WORK TASK ▸ The required output consists solely of the lines from the top of the listing through the line containing "-> Result<Vec<VertexBinding>, ImportError>", transcribed exactly.

EXTRACTED INFORMATION ▸
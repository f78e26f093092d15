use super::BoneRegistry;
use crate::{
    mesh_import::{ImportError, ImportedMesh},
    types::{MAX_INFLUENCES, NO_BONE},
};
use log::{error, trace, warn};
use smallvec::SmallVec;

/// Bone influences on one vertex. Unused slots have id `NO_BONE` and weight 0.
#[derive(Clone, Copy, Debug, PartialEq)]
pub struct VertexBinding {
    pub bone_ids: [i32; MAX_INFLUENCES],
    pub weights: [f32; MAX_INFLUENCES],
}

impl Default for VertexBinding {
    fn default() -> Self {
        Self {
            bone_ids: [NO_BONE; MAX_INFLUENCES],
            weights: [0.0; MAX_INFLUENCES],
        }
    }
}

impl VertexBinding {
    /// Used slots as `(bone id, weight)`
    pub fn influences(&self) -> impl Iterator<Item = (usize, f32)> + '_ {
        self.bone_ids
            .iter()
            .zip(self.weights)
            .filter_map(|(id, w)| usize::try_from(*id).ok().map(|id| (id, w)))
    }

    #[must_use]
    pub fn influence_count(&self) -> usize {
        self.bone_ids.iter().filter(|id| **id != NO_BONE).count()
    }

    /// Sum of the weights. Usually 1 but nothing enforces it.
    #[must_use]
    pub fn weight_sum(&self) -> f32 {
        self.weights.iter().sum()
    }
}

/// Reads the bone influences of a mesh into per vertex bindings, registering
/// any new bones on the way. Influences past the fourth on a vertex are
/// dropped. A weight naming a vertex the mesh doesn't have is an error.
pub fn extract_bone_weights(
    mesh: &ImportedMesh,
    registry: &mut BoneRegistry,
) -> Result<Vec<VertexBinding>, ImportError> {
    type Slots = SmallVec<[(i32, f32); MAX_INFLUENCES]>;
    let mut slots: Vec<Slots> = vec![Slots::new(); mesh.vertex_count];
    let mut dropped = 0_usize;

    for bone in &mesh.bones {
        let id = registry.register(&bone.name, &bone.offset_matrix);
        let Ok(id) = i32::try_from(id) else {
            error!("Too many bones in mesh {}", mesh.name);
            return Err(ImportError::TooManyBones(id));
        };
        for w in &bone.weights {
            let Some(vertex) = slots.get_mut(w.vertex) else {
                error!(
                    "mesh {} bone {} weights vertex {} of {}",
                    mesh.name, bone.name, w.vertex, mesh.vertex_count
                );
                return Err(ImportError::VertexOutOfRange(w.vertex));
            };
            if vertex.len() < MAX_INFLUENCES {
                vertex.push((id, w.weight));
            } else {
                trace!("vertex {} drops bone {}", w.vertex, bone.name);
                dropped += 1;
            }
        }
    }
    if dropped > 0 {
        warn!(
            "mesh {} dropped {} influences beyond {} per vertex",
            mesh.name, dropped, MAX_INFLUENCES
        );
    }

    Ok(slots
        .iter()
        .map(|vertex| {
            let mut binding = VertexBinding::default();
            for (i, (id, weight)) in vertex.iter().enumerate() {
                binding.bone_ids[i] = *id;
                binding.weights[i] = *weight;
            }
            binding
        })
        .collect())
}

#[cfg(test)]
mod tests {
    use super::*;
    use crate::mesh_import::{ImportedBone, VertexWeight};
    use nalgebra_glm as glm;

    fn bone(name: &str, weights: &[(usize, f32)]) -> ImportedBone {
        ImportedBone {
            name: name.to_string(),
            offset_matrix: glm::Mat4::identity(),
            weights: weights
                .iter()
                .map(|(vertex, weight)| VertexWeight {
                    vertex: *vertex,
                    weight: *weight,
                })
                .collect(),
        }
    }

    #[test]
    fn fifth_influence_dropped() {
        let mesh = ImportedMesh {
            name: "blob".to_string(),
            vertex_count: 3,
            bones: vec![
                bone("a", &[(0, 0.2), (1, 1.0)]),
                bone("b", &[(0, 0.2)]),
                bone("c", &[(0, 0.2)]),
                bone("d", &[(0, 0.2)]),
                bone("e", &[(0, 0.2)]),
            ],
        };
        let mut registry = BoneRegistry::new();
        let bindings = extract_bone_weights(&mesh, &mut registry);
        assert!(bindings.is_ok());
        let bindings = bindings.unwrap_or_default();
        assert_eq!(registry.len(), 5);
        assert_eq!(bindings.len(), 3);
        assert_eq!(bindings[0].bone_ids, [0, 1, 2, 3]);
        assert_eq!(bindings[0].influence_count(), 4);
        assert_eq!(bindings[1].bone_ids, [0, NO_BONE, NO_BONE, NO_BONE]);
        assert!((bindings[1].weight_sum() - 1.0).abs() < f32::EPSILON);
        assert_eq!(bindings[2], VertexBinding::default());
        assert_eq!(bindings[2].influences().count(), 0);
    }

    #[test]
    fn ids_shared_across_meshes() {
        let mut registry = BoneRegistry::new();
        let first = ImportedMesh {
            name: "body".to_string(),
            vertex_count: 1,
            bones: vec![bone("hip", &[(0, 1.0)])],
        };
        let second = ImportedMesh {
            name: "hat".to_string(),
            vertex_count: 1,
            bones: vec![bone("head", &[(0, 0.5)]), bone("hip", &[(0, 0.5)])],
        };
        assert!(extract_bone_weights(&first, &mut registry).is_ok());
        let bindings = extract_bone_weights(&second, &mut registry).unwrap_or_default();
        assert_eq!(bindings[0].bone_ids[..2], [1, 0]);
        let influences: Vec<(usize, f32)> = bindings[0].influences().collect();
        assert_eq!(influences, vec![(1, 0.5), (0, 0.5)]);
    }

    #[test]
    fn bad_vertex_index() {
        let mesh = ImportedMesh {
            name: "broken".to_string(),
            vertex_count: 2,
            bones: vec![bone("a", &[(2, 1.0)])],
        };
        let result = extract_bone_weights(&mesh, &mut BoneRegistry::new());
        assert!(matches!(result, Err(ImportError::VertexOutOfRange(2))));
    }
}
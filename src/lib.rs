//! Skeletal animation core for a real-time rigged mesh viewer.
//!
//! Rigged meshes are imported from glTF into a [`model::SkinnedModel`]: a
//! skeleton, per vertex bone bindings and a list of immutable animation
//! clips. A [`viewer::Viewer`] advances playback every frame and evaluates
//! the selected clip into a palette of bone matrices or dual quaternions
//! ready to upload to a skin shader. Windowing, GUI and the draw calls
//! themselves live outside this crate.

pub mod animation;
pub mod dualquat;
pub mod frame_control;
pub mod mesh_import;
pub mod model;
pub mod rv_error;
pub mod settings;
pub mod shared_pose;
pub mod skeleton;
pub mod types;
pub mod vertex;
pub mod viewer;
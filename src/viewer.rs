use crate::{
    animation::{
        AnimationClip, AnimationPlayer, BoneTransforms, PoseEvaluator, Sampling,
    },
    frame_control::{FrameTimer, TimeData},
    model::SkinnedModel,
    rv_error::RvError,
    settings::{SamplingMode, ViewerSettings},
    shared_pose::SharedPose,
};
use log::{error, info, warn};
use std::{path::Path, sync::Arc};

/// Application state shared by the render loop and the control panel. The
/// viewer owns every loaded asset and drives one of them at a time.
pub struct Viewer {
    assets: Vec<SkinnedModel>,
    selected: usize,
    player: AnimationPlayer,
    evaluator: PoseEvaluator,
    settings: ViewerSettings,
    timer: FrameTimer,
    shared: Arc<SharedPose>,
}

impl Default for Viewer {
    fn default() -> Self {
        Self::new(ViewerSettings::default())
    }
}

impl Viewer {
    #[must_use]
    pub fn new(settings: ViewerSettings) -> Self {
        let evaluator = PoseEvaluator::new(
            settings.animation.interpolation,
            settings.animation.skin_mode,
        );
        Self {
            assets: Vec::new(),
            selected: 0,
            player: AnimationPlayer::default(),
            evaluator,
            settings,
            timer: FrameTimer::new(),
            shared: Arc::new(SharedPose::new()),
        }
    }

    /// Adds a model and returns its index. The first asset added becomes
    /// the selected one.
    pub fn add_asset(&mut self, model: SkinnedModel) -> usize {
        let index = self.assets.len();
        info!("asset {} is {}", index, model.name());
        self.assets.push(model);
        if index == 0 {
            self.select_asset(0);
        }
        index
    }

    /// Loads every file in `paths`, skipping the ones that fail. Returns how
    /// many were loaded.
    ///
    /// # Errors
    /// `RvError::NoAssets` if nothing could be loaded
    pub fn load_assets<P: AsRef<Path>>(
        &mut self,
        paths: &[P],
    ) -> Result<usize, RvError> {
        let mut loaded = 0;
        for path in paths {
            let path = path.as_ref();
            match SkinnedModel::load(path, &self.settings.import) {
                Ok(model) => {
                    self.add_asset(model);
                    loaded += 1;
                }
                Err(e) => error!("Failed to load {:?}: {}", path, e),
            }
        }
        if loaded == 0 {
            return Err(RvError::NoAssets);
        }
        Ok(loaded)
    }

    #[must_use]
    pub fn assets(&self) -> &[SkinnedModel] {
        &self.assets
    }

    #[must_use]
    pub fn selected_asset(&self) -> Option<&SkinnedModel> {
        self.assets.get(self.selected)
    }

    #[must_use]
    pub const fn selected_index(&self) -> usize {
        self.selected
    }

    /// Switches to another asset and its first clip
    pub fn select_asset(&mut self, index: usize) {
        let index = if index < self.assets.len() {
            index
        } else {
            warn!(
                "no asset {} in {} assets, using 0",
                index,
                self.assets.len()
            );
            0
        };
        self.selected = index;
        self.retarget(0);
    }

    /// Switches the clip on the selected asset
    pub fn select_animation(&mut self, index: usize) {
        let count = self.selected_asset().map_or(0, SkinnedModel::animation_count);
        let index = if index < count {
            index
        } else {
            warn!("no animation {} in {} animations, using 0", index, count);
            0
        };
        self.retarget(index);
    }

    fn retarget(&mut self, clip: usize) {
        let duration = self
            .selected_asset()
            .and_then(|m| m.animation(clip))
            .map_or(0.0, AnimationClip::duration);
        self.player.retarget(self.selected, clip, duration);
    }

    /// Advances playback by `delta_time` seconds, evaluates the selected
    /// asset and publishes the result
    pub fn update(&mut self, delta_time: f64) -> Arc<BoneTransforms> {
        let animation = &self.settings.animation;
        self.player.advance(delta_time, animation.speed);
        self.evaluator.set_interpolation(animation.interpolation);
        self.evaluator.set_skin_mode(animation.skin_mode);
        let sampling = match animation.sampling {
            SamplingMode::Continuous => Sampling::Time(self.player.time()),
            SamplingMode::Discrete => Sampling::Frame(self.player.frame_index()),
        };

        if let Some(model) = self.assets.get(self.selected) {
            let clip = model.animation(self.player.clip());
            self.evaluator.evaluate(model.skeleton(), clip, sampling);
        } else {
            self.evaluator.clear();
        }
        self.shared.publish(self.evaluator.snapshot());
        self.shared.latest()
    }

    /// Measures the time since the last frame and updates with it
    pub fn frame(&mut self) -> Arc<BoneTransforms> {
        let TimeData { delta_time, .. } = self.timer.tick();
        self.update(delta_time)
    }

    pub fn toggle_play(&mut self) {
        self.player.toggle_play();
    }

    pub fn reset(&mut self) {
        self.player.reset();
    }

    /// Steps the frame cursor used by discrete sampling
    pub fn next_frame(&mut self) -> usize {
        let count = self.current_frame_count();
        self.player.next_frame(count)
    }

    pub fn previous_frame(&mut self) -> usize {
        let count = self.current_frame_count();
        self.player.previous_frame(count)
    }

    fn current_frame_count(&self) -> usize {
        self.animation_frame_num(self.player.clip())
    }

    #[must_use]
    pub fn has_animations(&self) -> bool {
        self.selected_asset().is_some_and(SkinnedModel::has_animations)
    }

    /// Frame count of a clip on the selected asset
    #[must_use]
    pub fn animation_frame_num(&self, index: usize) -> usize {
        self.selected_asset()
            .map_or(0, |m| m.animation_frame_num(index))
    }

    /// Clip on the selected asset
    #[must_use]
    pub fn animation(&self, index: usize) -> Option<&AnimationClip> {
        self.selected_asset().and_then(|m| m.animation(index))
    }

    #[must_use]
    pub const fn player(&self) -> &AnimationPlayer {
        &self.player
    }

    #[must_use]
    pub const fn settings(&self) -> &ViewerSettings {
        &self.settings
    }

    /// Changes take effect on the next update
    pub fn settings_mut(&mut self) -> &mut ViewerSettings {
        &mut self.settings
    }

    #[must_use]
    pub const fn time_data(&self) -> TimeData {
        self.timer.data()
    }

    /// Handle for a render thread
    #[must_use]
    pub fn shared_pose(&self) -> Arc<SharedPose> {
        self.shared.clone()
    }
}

RESULT ▸
repository f78e26f093092d15
use super::BoneRegistry;
use crate::{
    mesh_import::{ImportError, ImportedMesh},
    types::{MAX_INFLUENCES, NO_BONE},
};
use log::{error, trace, warn};
use smallvec::SmallVec;

/// Bone influences on one vertex. Unused slots have id `NO_BONE` and weight 0.
#[derive(Clone, Copy, Debug, PartialEq)]
pub struct VertexBinding {
    pub bone_ids: [i32; MAX_INFLUENCES],
    pub weights: [f32; MAX_INFLUENCES],
}

impl Default for VertexBinding {
    fn default() -> Self {
        Self {
            bone_ids: [NO_BONE; MAX_INFLUENCES],
            weights: [0.0; MAX_INFLUENCES],
        }
    }
}

impl VertexBinding {
    /// Used slots as `(bone id, weight)`
    pub fn influences(&self) -> impl Iterator<Item = (usize, f32)> + '_ {
        self.bone_ids
            .iter()
            .zip(self.weights)
            .filter_map(|(id, w)| usize::try_from(*id).ok().map(|id| (id, w)))
    }

    #[must_use]
    pub fn influence_count(&self) -> usize {
        self.bone_ids.iter().filter(|id| **id != NO_BONE).count()
    }

    /// Sum of the weights. Usually 1 but nothing enforces it.
    #[must_use]
    pub fn weight_sum(&self) -> f32 {
        self.weights.iter().sum()
    }
}

/// Reads the bone influences of a mesh into per vertex bindings, registering
/// any new bones on the way. Influences past the fourth on a vertex are
/// dropped. A weight naming a vertex the mesh doesn't have is an error.
pub fn extract_bone_weights(
    mesh: &ImportedMesh,
    registry: &mut BoneRegistry,
) -> Result<Vec<VertexBinding>, ImportError> {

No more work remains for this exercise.